The Range of Prey Size of the Royal Bengal Tiger of Sundarbans

1Sundarbans Tiger Reserve, Institute of Environmental Studies and Wetland Management, DD-24, Sector-I, Salt Lake City, Kolkata, West Bengal 700 064, India
2Department of Botany, University of Kalyani, Nadia District, Kalyani, West Bengal 741235, India

Received 25 May 2013; Revised 1 October 2013; Accepted 15 October 2013

Academic Editor: Winn J. Huang

Copyright © 2013 Subrat Mukherjee and Neera Sen Sarkar. This is an open access article distributed under the Creative Commons Attribution License, which permits unrestricted use, distribution, and reproduction in any medium, provided the original work is properly cited.

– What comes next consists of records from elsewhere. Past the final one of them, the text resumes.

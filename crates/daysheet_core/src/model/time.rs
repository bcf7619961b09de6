//! Time-of-day value type.
//!
//! # Responsibility
//! - Represent a point in the day as whole minutes since midnight.
//! - Parse and render the `HH:MM` form used by the summary wire format.
//!
//! # Invariants
//! - Values above 24:00 are representable; clamping is the snapper's job.
//! - Rendering is 24-hour and zero padded; 24:00 renders as `24:00`.

use serde::{Deserialize, Deserializer, Serialize, Serializer};
use std::error::Error;
use std::fmt::{Display, Formatter};
use std::ops::{Add, Sub};
use std::str::FromStr;

/// Minutes in one day.
pub const MINUTES_PER_DAY: u32 = 24 * 60;

/// Duration since midnight with minute resolution.
#[derive(Debug, Clone, Copy, PartialEq, Eq, PartialOrd, Ord, Hash, Default)]
pub struct TimeOfDay(u32);

impl TimeOfDay {
    /// Midnight at the start of the day.
    pub const MIDNIGHT: Self = Self(0);
    /// Midnight at the end of the day (24:00).
    pub const END_OF_DAY: Self = Self(MINUTES_PER_DAY);

    pub const fn from_minutes(minutes: u32) -> Self {
        Self(minutes)
    }

    /// Builds a time from hour and minute parts.
    ///
    /// Minutes above 59 carry into the hour, so `from_hm(8, 75)` is 09:15.
    pub const fn from_hm(hours: u32, minutes: u32) -> Self {
        Self(hours * 60 + minutes)
    }

    pub const fn minutes(self) -> u32 {
        self.0
    }

    pub const fn hours_part(self) -> u32 {
        self.0 / 60
    }

    pub const fn minutes_part(self) -> u32 {
        self.0 % 60
    }

    /// Adds minutes, saturating at `u32::MAX`.
    pub const fn plus_minutes(self, minutes: u32) -> Self {
        Self(self.0.saturating_add(minutes))
    }

    /// Subtracts minutes, saturating at midnight.
    pub const fn minus_minutes(self, minutes: u32) -> Self {
        Self(self.0.saturating_sub(minutes))
    }
}

impl Add<u32> for TimeOfDay {
    type Output = Self;

    fn add(self, rhs: u32) -> Self::Output {
        self.plus_minutes(rhs)
    }
}

impl Sub<u32> for TimeOfDay {
    type Output = Self;

    fn sub(self, rhs: u32) -> Self::Output {
        self.minus_minutes(rhs)
    }
}

impl Display for TimeOfDay {
    fn fmt(&self, f: &mut Formatter<'_>) -> std::fmt::Result {
        write!(f, "{:02}:{:02}", self.hours_part(), self.minutes_part())
    }
}

/// Error returned when a string is not a valid `HH:MM` time.
#[derive(Debug, Clone, PartialEq, Eq)]
pub enum TimeParseError {
    /// Input does not have the `H:MM` / `HH:MM` shape.
    Malformed(String),
    /// Minute part is 60 or above.
    MinuteOutOfRange(String),
    /// Time lies after 24:00.
    PastEndOfDay(String),
}

impl Display for TimeParseError {
    fn fmt(&self, f: &mut Formatter<'_>) -> std::fmt::Result {
        match self {
            Self::Malformed(value) => write!(f, "expected HH:MM, got `{value}`"),
            Self::MinuteOutOfRange(value) => write!(f, "minute out of range in `{value}`"),
            Self::PastEndOfDay(value) => write!(f, "time after 24:00: `{value}`"),
        }
    }
}

impl Error for TimeParseError {}

/// Strict parse used by configuration and CLI input.
///
/// The summary decoder is intentionally more lenient and does not go
/// through this path.
impl FromStr for TimeOfDay {
    type Err = TimeParseError;

    fn from_str(value: &str) -> Result<Self, Self::Err> {
        let trimmed = value.trim();
        let malformed = || TimeParseError::Malformed(trimmed.to_string());
        let (hour_str, minute_str) = trimmed.split_once(':').ok_or_else(malformed)?;
        if hour_str.is_empty()
            || hour_str.len() > 2
            || minute_str.len() != 2
            || !hour_str.bytes().all(|b| b.is_ascii_digit())
            || !minute_str.bytes().all(|b| b.is_ascii_digit())
        {
            return Err(malformed());
        }

        let hours: u32 = hour_str.parse().map_err(|_| malformed())?;
        let minutes: u32 = minute_str.parse().map_err(|_| malformed())?;
        if minutes > 59 {
            return Err(TimeParseError::MinuteOutOfRange(trimmed.to_string()));
        }

        let time = Self::from_hm(hours, minutes);
        if time > Self::END_OF_DAY {
            return Err(TimeParseError::PastEndOfDay(trimmed.to_string()));
        }
        Ok(time)
    }
}

impl Serialize for TimeOfDay {
    fn serialize<S: Serializer>(&self, serializer: S) -> Result<S::Ok, S::Error> {
        serializer.collect_str(self)
    }
}

impl<'de> Deserialize<'de> for TimeOfDay {
    fn deserialize<D: Deserializer<'de>>(deserializer: D) -> Result<Self, D::Error> {
        let raw = String::deserialize(deserializer)?;
        raw.parse().map_err(serde::de::Error::custom)
    }
}

#[cfg(test)]
mod tests {
    use super::{TimeOfDay, TimeParseError};

    #[test]
    fn display_is_zero_padded_and_keeps_end_of_day() {
        assert_eq!(TimeOfDay::from_hm(7, 5).to_string(), "07:05");
        assert_eq!(TimeOfDay::END_OF_DAY.to_string(), "24:00");
    }

    #[test]
    fn from_hm_carries_minutes_into_hours() {
        assert_eq!(TimeOfDay::from_hm(8, 75), TimeOfDay::from_hm(9, 15));
    }

    #[test]
    fn parse_accepts_single_digit_hour() {
        let time: TimeOfDay = "8:30".parse().expect("8:30 should parse");
        assert_eq!(time.minutes(), 510);
    }

    #[test]
    fn parse_rejects_bad_shapes() {
        assert!(matches!(
            "830".parse::<TimeOfDay>(),
            Err(TimeParseError::Malformed(_))
        ));
        assert!(matches!(
            "08:75".parse::<TimeOfDay>(),
            Err(TimeParseError::MinuteOutOfRange(_))
        ));
        assert!(matches!(
            "24:30".parse::<TimeOfDay>(),
            Err(TimeParseError::PastEndOfDay(_))
        ));
    }

    #[test]
    fn minus_saturates_at_midnight() {
        assert_eq!(TimeOfDay::from_minutes(10) - 30, TimeOfDay::MIDNIGHT);
    }
}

Relatively little is known about the feeding habit of the Royal Bengal Tiger of Sundarbans and the relative biomass of individual prey base species that the predator consumes during each kill. This is the first attempt to collect such data from the study area. Data sets of two phases have been used. Identification of undigested remains of 214 tiger scat samples was carried out. A comparison with Sundarbans tigers in zoo has been made. In its natural habitat, the tiger consumes more of spotted deer, followed by wild boar, rhesus monkey, and water monitor. Though the tiger consumes a relatively low proportion of small prey species to meet its dietary requirements, it gains importance in the present perspective. Significant increase is noted in the relative number of prey species consumed in the second phase, which correlates well with increased prey availability. Hypotheses formulated to find the difference in prey biomass and relative number of prey consumed have been tested statistically. A significant difference in terms of relative number of prey consumed only was derived which has been qualitatively correlated with the positive effect of increased vigilance, as revealed by secondary data, on conserving tiger habitat vis-a-vis the increased prey availability in Sundarbans.